● **About this task**
Among the lines below, which ones contain the word "vetting"? Copy every such line.

(Stored items)
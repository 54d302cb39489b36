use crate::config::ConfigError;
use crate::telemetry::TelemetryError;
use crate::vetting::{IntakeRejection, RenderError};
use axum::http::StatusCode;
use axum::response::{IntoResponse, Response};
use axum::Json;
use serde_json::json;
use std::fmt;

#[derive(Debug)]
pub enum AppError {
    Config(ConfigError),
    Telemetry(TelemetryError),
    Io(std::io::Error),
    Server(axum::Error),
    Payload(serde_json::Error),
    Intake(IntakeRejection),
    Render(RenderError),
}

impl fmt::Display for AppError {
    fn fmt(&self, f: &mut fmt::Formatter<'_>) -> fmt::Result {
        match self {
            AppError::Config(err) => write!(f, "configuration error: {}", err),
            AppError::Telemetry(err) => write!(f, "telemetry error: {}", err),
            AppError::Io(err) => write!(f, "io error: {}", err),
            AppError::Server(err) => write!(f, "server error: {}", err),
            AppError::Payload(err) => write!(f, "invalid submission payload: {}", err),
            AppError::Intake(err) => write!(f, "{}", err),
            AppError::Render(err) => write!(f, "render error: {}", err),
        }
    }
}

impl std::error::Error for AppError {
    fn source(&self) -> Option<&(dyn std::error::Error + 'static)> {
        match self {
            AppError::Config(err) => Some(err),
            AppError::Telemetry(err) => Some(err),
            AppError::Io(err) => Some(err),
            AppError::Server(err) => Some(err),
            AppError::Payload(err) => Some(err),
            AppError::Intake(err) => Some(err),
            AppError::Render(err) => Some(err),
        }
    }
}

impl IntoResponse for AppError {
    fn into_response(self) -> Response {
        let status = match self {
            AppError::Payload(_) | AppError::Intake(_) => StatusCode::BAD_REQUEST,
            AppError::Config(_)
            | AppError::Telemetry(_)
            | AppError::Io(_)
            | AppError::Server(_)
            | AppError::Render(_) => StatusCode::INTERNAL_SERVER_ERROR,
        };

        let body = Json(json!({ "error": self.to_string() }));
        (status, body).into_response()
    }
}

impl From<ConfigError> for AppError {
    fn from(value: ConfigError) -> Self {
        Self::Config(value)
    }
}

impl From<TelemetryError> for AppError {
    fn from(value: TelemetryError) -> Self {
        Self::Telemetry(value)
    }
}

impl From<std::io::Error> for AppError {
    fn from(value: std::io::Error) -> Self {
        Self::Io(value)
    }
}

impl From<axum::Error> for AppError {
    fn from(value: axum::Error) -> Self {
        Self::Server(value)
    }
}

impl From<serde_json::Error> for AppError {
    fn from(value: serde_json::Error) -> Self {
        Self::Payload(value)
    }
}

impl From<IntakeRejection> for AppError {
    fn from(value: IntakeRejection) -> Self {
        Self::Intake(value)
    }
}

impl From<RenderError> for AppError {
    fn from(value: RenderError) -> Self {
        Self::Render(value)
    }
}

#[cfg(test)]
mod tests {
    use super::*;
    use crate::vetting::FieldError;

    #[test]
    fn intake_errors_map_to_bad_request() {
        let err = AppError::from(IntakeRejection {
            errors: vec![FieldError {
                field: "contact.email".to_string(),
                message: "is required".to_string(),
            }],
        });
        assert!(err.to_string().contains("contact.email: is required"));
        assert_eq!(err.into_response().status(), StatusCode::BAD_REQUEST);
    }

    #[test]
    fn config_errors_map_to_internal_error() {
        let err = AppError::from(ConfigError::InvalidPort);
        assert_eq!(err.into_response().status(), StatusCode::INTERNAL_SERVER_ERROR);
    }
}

● **Result below**
use crate::vetting::{IntakeRejection, RenderError};
    use crate::vetting::FieldError;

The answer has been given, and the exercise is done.